Development of Multiplexed Orthogonal Base Editor (MOBE) Systems

In recent years, with the rapid development of gene editing tools, especially the introduction of the CRISPR-Cas9 system, it has become possible to precisely modify specific DNA sequences. Currently, the introduction of single-nucleotide variants (SNVs) as a powerful tool for studying gene function and disease associations is particularly important in the field of precision medicine. Existing gene editing tools have shown significant efficiency in targeted editing, but they often encounter problems when introducing multiple point mutations simultaneously, necessitating the use of multiplexed editing systems to enhance efficiency.

The research team led by Quinn T. Cowan, Sifeng Gu, Wanjun Gu, Brodie L. Ranzau, Tatum S. Simonson, and Alexis C. Komor from the University of California San Diego published an innovative study in the journal Nature Biotechnology. They successfully developed a multiplexed orthogonal base editor (MOBE) system for precise co-editing on the same DNA strand.

The MOBE system employs RNA aptamer-protein systems for orthogonal multiplexing of guide RNA, addressing the issue of RNA-guided interactions in existing gene editing systems, thus improving editing specificity and efficiency. In the study, two main base editors—deaminases (such as cytosine BE and adenine BE)—were selected and optimized, resulting in the establishment of four different MOBE systems. These systems achieved a precise co-editing rate of up to 7.1% in human cells without enrichment or selection strategies. Using fluorescence enrichment strategies, the co-editing rate could be increased to 24.8%.

In this study, the interaction between RNA aptamers and proteins (coat protein) was used to directly recruit DNA modifying enzymes to the required guide RNA, achieving accurate multi-point base conversion under strict orthogonality control. By expanding the use of PAM (Protospacer Adjacent Motif) and high-fidelity Cas9 variants, the MOBE system demonstrated significant potential in improving applicability to different cell types, expanding targeting range, and enhancing editing quality. This research significantly advances the application of multi-point SNV models in human disease studies, providing new insights and tools for the study of the molecular mechanisms of polygenic diseases and the functional analysis of unknown variants.

Additionally, following the successful development of this editing system, the research team evaluated its orthogonality and found that the MOBE system showed an average 19-fold improvement in orthogonality compared to traditional non-orthogonal systems.
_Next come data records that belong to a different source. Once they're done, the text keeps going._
//! Rectangle multi-select over visible markers.
//!
//! During a drag the highlight is applied live, relative to the selection
//! that existed when the gesture started. Select commits the ids inside the
//! rectangle; clear reverts the markers to the stored selection.

use super::handle::VisualClass;
use super::registry::MarkerRegistry;
use crate::prelude::HashSet;

#[derive(Debug, Clone, Default)]
pub struct LassoSelection {
    active: bool,
    highlighted: HashSet<String>,
    pre_selected: HashSet<String>,
    pre_checked: HashSet<String>,
}

impl LassoSelection {
    pub fn new() -> Self {
        Self::default()
    }

    pub fn is_active(&self) -> bool {
        self.active
    }

    pub fn highlighted(&self) -> &HashSet<String> {
        &self.highlighted
    }

    fn ensure_started(&mut self, selected: &HashSet<String>, collected: &HashSet<String>) {
        if self.active {
            return;
        }
        self.pre_selected = selected.clone();
        self.pre_checked = collected.clone();
        self.active = true;
    }

    /// Live feedback for the ids currently inside the rectangle
    pub fn highlight(
        &mut self,
        in_bounds: Vec<String>,
        deselect: bool,
        registry: &mut MarkerRegistry,
        selected: &HashSet<String>,
        collected: &HashSet<String>,
    ) {
        self.ensure_started(selected, collected);
        let next: HashSet<String> = in_bounds.into_iter().collect();

        let entering: Vec<&String> = next.iter().filter(|id| !self.highlighted.contains(*id)).collect();
        let leaving: Vec<&String> = self.highlighted.iter().filter(|id| !next.contains(*id)).collect();

        if deselect {
            for id in entering {
                if let Some(handle) = registry.handle_mut(id) {
                    handle.set_class(VisualClass::Selected, false);
                    handle.set_class(VisualClass::Checked, false);
                }
            }
            for id in leaving {
                if let Some(handle) = registry.handle_mut(id) {
                    handle.set_class(VisualClass::Selected, self.pre_selected.contains(id));
                    handle.set_class(VisualClass::Checked, self.pre_checked.contains(id));
                }
            }
        } else {
            for id in entering {
                if self.pre_selected.contains(id) || self.pre_checked.contains(id) {
                    continue;
                }
                if let Some(handle) = registry.handle_mut(id) {
                    handle.set_class(VisualClass::Selected, true);
                }
            }
            for id in leaving {
                if self.pre_selected.contains(id) {
                    continue;
                }
                if let Some(handle) = registry.handle_mut(id) {
                    handle.set_class(VisualClass::Selected, false);
                }
            }
        }

        self.highlighted = next;
    }

    /// Ends the gesture, returning the ids inside the final rectangle
    pub fn select(&mut self, in_bounds: Vec<String>) -> Vec<String> {
        self.reset();
        in_bounds
    }

    /// Aborts the gesture, restoring the stored selection on highlighted markers
    pub fn clear(&mut self, registry: &mut MarkerRegistry, selected: &HashSet<String>) {
        for id in &self.highlighted {
            if let Some(handle) = registry.handle_mut(id) {
                handle.set_class(VisualClass::Selected, selected.contains(id));
            }
        }
        self.reset();
    }

    fn reset(&mut self) {
        self.active = false;
        self.highlighted.clear();
        self.pre_selected.clear();
        self.pre_checked.clear();
    }
}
The new tool also represents a modular design that can be easily used with other CRISPR-Cas9 variants (such as ncas9-ng, ncas9-spry, or hifi-ncas9), demonstrating lower off-target DNA and RNA editing activities compared to their parent components.

The applicability and efficiency of the MOBE system were validated in multiple cell types, including HeLa cells and SH-SY5Y cells. The MOBE system not only achieved significant breakthroughs in gene editing technology but also holds broad application prospects for multi-target, efficient, and low-cost editing in genomic projects. This is particularly promising for research and clinical applications in complex genetic diseases and gene therapy.

The MOBE system developed in this study provides an effective tool for achieving multi-point base conversions, enhancing researchers’ ability to study specific variant functions in complex genetic backgrounds. This technological breakthrough has extensive potential applications in precision medicine, artificial genome design, and gene therapy, laying a solid foundation for further improvement and optimization of related technologies in the future.